These projects share a common purpose to understand pathways from adverse life experiences toward both positive and problematic adaptation. This work is fueled by a passion for informing practice and policy that supports at-risk youth and their families within a strength-based, empowerment oriented framework.
 Child Representation & Regulation Project (ChiRRP)
This project aims to understand the specific relations between how children think and feel about themselves, others, and relationships (i.e., representation) and various indices of regulation (e.g., emotional, behavioral, physiological, and interpersonal). We are interested in understanding how early experience affects these representational and regulatory systems to influence child adaptation. We are especially interested in how features of the parent-child relationship may strengthen or undermine these systems individually, and/or the relationship between them. This study is in the data collection and pilot analysis stage. 4-year-old children are drawn from various agencies, particularly those serving low-income and/or families at risk for child maltreatment.

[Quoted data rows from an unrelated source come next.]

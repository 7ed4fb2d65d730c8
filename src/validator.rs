//! Per-quote freshness and quality gate.
//!
//! `isValid` is a pure function of a quote, the token's configuration, and
//! the current time. It never mutates anything and never talks to the
//! network; the Aggregator calls it once per fetched [`Quote`].

use crate::types::{QuoteMeta, Quote, TokenCfg};
use crate::numeric::confidence_within_epsilon;

/// True if `q` passes every gate applicable to its source kind.
pub fn is_valid(q: &Quote, cfg: &TokenCfg, now: i64) -> bool {
    is_fresh(q, cfg, now) && passes_confidence(q, cfg) && passes_twap_gates(q, cfg)
}

fn is_fresh(q: &Quote, cfg: &TokenCfg, now: i64) -> bool {
    let ttl = match cfg.ttl_by_source.get(&q.source) {
        Some(ttl) => *ttl,
        None => return false, // no TTL configured for this source: treat as not trusted
    };
    let age = now.saturating_sub(q.at);
    age >= 0 && (age as u64) <= ttl
}

fn passes_confidence(q: &Quote, cfg: &TokenCfg) -> bool {
    match &q.meta {
        QuoteMeta::Confidence { confidence } => {
            confidence_within_epsilon(*confidence, q.price, cfg.epsilon_micros)
        }
        _ => true,
    }
}

fn passes_twap_gates(q: &Quote, cfg: &TokenCfg) -> bool {
    match &q.meta {
        QuoteMeta::Twap {
            pool_id,
            window_sec,
            liquidity_metric,
        } => {
            cfg.allowed_pools.contains(pool_id)
                && *window_sec >= cfg.twap_window_sec
                && *liquidity_metric >= cfg.min_liquidity
        }
        _ => true,
    }
}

Joined by their caregivers, children are evaluated in the Adversity and Adaptation Lab using behavioral observations of the child in a series of game-like tasks and of caregiver-child interactions. In addition, questionnaire and interview data are gathered from the child, caregivers, and teachers.
This study addresses key questions about the relation between representation and regulation, if and how these relations may vary as a function of early childhood experience, and how they affect children's early socioemotional and academic functioning. Future expansions of this work will include longitudinal follow-up at age 6 and the incorporation of biological measures of stress reactivity and regulation (e.g., vagal tone, cortisol).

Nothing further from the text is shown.